While sharing advice for retail investors, he says that the three rules for long-term wealth creation are value, visibility and validation. He also advises young investors to keep their emotions in check.
Edited Excerpts:
What are your expectations from the Budget 2024?
In anticipation of the Budget 2024, the primary question is whether it will lean towards being a populist budget or maintain its growth-oriented stance. Given the Modi government’s coalition nature, there will likely be pressure from allied parties to secure more funds in the times to come. However, I think this will be a balanced budget. The last two budgets have been heavily growth-oriented, and this trend is likely to continue.
With respect to taxation reforms, we expect some benefits relating to tax slabs, potentially increasing the non-taxable income limit, which would greatly help the common man. Significant changes are unlikely for the corporate tax, though a reduction in some surcharges might be considered.
Importantly, the government has substantial leeway for capital expenditures, particularly with the recent record ₹2.11 lakh crore dividend from the RBI. These funds are expected to be allocated towards growth initiatives rather than subsidies.

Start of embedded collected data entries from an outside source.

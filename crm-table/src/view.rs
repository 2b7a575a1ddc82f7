//! The value a table renders to.

use crm_ui::{Line, TextAlign};

use crate::column::ColumnWidth;

/// Stable identity of a rendered row: the record's `id` field when it has
/// one, its position otherwise.
#[derive(Debug, Clone, PartialEq, Eq, Hash)]
pub enum RowKey {
    Id(String),
    Index(usize),
}

#[derive(Debug, Clone, PartialEq)]
pub struct HeaderCell {
    pub label: String,
    pub align: TextAlign,
    pub width: ColumnWidth,
}

#[derive(Debug, Clone, PartialEq)]
pub enum CellView {
    /// Placeholder shown while content is pending.
    Skeleton,
    Content(Line),
}

impl CellView {
    /// Plain text of the cell; skeletons have none.
    pub fn text(&self) -> String {
        match self {
            CellView::Skeleton => String::new(),
            CellView::Content(line) => line.text(),
        }
    }
}

#[derive(Debug, Clone, PartialEq)]
pub struct RowView {
    pub key: RowKey,
    /// Index into the data slice, or the skeleton position while loading.
    pub index: usize,
    pub cells: Vec<CellView>,
    /// Whether activating this row reaches a handler.
    pub activatable: bool,
}

/// Placeholder shown when there is nothing to list.
#[derive(Debug, Clone, PartialEq)]
pub struct EmptyState {
    pub icon: Option<char>,
    pub title: Line,
    pub message: Option<Line>,
}

impl EmptyState {
    pub fn new(title: impl Into<Line>) -> Self {
        Self {
            icon: None,
            title: title.into(),
            message: None,
        }
    }

    pub fn icon(mut self, icon: char) -> Self {
        self.icon = Some(icon);
        self
    }

    pub fn message(mut self, message: impl Into<Line>) -> Self {
        self.message = Some(message.into());
        self
    }
}

impl Default for EmptyState {
    fn default() -> Self {
        EmptyState::new("No Data Available")
            .icon('∅')
            .message("There is no data to display at the moment.")
    }
}

/// Pass-through styling.
#[derive(Debug, Clone, Copy, PartialEq, Eq)]
pub struct TableStyle {
    pub uppercase_headers: bool,
    pub striped: bool,
    pub borders: bool,
}

impl Default for TableStyle {
    fn default() -> Self {
        Self {
            uppercase_headers: true,
            striped: false,
            borders: true,
        }
    }
}

#[derive(Debug, Clone, PartialEq)]
pub enum Body {
    Loading {
        header: Vec<HeaderCell>,
        rows: Vec<RowView>,
    },
    Empty(EmptyState),
    Populated {
        header: Vec<HeaderCell>,
        rows: Vec<RowView>,
    },
}

#[derive(Debug, Clone, PartialEq)]
pub struct TableView {
    pub caption: Option<String>,
    pub style: TableStyle,
    pub body: Body,
}

impl TableView {
    pub fn is_loading(&self) -> bool {
        matches!(self.body, Body::Loading { .. })
    }

    pub fn empty_state(&self) -> Option<&EmptyState> {
        match &self.body {
            Body::Empty(state) => Some(state),
            _ => None,
        }
    }

    /// Header cells; the empty state has none.
    pub fn header(&self) -> &[HeaderCell] {
        match &self.body {
            Body::Loading { header, .. } | Body::Populated { header, .. } => header,
            Body::Empty(_) => &[],
        }
    }

    /// Body rows, skeletons included.
    pub fn rows(&self) -> &[RowView] {
        match &self.body {
            Body::Loading { rows, .. } | Body::Populated { rows, .. } => rows,
            Body::Empty(_) => &[],
        }
    }
}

Do you expect any change in the tax slab or with regards to the capital gains tax on equity?
Regarding changes in the tax slab or capital gains tax on equity, I don’t anticipate any modifications. The current tax rates of 15 percent for short-term capital gains and 10% for long-term capital gains are likely to remain unchanged. However, one area that might see an adjustment is the Securities Transaction Tax (STT).
There is a concern that the STT for Futures and Options (F&O) transactions could be increased, which might be aimed at curbing the inflow of retail investors and making their entry extensive into F&O trading.

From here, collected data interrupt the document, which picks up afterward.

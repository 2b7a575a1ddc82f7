//! Create forms and their validation
//!
//! Forms hold raw text input. `validate` turns them into a record draft or a
//! [`ValidationErrors`] listing the first failure of each field, in field
//! order. `submit` additionally inserts the record into the [`Store`].
//!
//! [`Store`]: crate::store::Store

mod account;
mod contact;
mod lead;
mod login;
mod user;

pub use account::*;
pub use contact::*;
pub use lead::*;
pub use login::*;
pub use user::*;

use std::str::FromStr;
use std::sync::LazyLock;

use regex::Regex;
use rust_decimal::Decimal;

use crate::error::{FieldValidationError, ValidationErrors};
use crate::notice::Notice;

static EMAIL: LazyLock<Regex> =
    LazyLock::new(|| Regex::new(r"^[\w.-]+@([\w-]+\.)+[\w-]{2,4}$").expect("Invalid email pattern"));

/// Whether `value` looks like an email address.
pub fn is_valid_email(value: &str) -> bool {
    EMAIL.is_match(value.trim())
}

/// A successfully submitted form.
#[derive(Debug, Clone)]
pub struct Submitted<T> {
    pub record: T,
    pub notice: Notice,
}

/// How a field is edited.
#[derive(Debug, Clone, Copy, PartialEq, Eq)]
pub enum FieldKind {
    Text,
    /// Masked text.
    Secret,
    /// Multi-line free text.
    TextArea,
    /// One of a fixed list of labels.
    Choice(&'static [&'static str]),
    /// An account picked from the store, or none.
    AccountRef,
    /// An on/off switch.
    Toggle,
}

/// Describes one input of a form.
#[derive(Debug, Clone, Copy, PartialEq, Eq)]
pub struct FieldSpec {
    pub name: &'static str,
    pub label: &'static str,
    pub required: bool,
    pub kind: FieldKind,
}

impl FieldSpec {
    pub const fn text(name: &'static str, label: &'static str) -> Self {
        Self {
            name,
            label,
            required: false,
            kind: FieldKind::Text,
        }
    }

    pub const fn required(mut self) -> Self {
        self.required = true;
        self
    }

    pub const fn kind(mut self, kind: FieldKind) -> Self {
        self.kind = kind;
        self
    }
}

/// Uniform access to a form's inputs, for generic editors.
pub trait Form {
    /// Title shown above the form.
    fn title(&self) -> &'static str;

    /// The inputs, in display order.
    fn fields(&self) -> &'static [FieldSpec];

    /// Current text of a field; `None` for unknown or toggle fields.
    fn value(&self, field: &str) -> Option<&str>;

    /// Mutable text of a field; `None` for unknown or toggle fields.
    fn value_mut(&mut self, field: &str) -> Option<&mut String>;

    /// State of a toggle field.
    fn flag(&self, _field: &str) -> Option<bool> {
        None
    }

    /// Flip a toggle field. Returns `false` if there is no such toggle.
    fn toggle(&mut self, _field: &str) -> bool {
        false
    }
}

/// Collects the first failure of each field.
///
/// # Example
///
/// ```ignore
/// let mut v = Validator::new();
/// v.field("email", &self.email)
///     .required("Email is required.")
///     .email("Invalid email format.");
/// v.finish(notice)?;
/// ```
#[derive(Debug, Default)]
pub(crate) struct Validator {
    errors: Vec<FieldValidationError>,
}

impl Validator {
    pub(crate) fn new() -> Self {
        Self::default()
    }

    /// Start checking a field.
    pub(crate) fn field<'v>(&'v mut self, name: &'static str, value: &'v str) -> FieldCheck<'v> {
        FieldCheck {
            errors: &mut self.errors,
            name,
            value,
            failed: false,
        }
    }

    /// Record a failure that does not belong to a single rule chain.
    pub(crate) fn fail(&mut self, name: &'static str, message: impl Into<String>) {
        if !self.errors.iter().any(|e| e.field == name) {
            self.errors.push(FieldValidationError::new(name, message));
        }
    }

    pub(crate) fn has_error(&self, name: &str) -> bool {
        self.errors.iter().any(|e| e.field == name)
    }

    /// Ok if nothing failed, otherwise every failure with `notice`.
    pub(crate) fn finish(self, notice: Notice) -> Result<(), ValidationErrors> {
        if self.errors.is_empty() {
            Ok(())
        } else {
            Err(ValidationErrors {
                fields: self.errors,
                notice,
            })
        }
    }
}

/// Rule chain for a single field; rules after the first failure are skipped.
pub(crate) struct FieldCheck<'v> {
    errors: &'v mut Vec<FieldValidationError>,
    name: &'static str,
    value: &'v str,
    failed: bool,
}

impl FieldCheck<'_> {
    /// Add a custom rule. Empty values are left to `required`.
    pub(crate) fn rule(mut self, f: impl FnOnce(&str) -> bool, msg: impl Into<String>) -> Self {
        if !self.failed && !self.value.trim().is_empty() && !f(self.value.trim()) {
            self.errors.push(FieldValidationError::new(self.name, msg));
            self.failed = true;
        }
        self
    }

    /// Require a non-blank value.
    pub(crate) fn required(mut self, msg: impl Into<String>) -> Self {
        if !self.failed && self.value.trim().is_empty() {
            self.errors.push(FieldValidationError::new(self.name, msg));
            self.failed = true;
        }
        self
    }

    /// Require a valid email address.
    pub(crate) fn email(self, msg: impl Into<String>) -> Self {
        self.rule(is_valid_email, msg)
    }

    /// Require a decimal number.
    pub(crate) fn decimal(self, msg: impl Into<String>) -> Self {
        self.rule(|v| Decimal::from_str(v).is_ok(), msg)
    }

    /// Require a decimal that is not negative. Non-numbers pass; chain after `decimal`.
    pub(crate) fn non_negative(self, msg: impl Into<String>) -> Self {
        self.rule(
            |v| match Decimal::from_str(v) {
                Ok(d) => d >= Decimal::ZERO,
                Err(_) => true,
            },
            msg,
        )
    }
}

/// Parses an optional decimal input; blank is `None`.
pub(crate) fn optional_decimal(value: &str) -> Option<Decimal> {
    let value = value.trim();
    if value.is_empty() {
        None
    } else {
        Decimal::from_str(value).ok()
    }
}

/// Trimmed text, or `None` when blank.
pub(crate) fn optional_text(value: &str) -> Option<String> {
    let value = value.trim();
    (!value.is_empty()).then(|| value.to_string())
}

There is a possibility that it could be doubled, making it more expensive and less attractive for retail traders. The government views STT as a reliable revenue source, so while a reduction is unlikely, an increment is quite possible. Having said that, the STT on delivery trade will remain unchanged to maintain increased retail participation.
Considering that it is the first budget of the Modi government’s third term, what major themes do you foresee in this Budget such as fiscal consolidation or emphasis on infra?
The fiscal consolidation has already happened. This budget should emphasise infrastructure development especially with respect to roads, dams and water.
Overall, the result season will play a crucial role in shaping market reactions. Despite potential market volatility, the budget is expected to lay out significant plans for infrastructure, continuing the government’s focus on long-term economic growth and stability.
Oftentimes, it is said that retail investors should focus on long term wealth creation and not chase the short term gains. What advice, as PMS fund manager, do you give to investors?
My advice to investors revolves around the principles of value, visibility, and validation. These three rules are crucial for long-term wealth creation:
Value: Invest in stocks that are priced reasonably. It’s essential to wait for the right valuations before investing for the long term. Patience is key—don’t jump into buying stocks at any price.
Visibility: Delve into the business visibility, understanding the target market, competitive edge, and overall sustainability of the business model. Investing in companies with clear and sustainable business models is vital for long-term success.
Validation: Prioritize companies led by experienced, qualified, and ethical professionals. A strong management team with a proven track record inspires confidence and increases the likelihood of long-term success for investments.
It is important for retail investors to avoid chasing short-term gains. The market valuation is extremely high at this point, with many stocks being overvalued. In fact, out of 10 stocks, 9 might be overvalued.
Is there any particular piece of advice which you may want to give to young investors?
Young investors should avoid paying unnecessary fees and refrain from repeating common mistakes and keep emotions in check . While it’s true that many learn by paying their dues in the market, it’s essential to have faith in your investments and maintain conviction, confidence, and courage.
These qualities develop over time through experience and knowledge. Another advice is to be cautiously optimistic. It’s better to miss out on a few investment opportunities than to risk losing capital.
Disclaimer: The views and recommendations made above are those of individual analysts or broking companies, and not of Mint. We advise investors to check with certified experts before taking any investment decisions.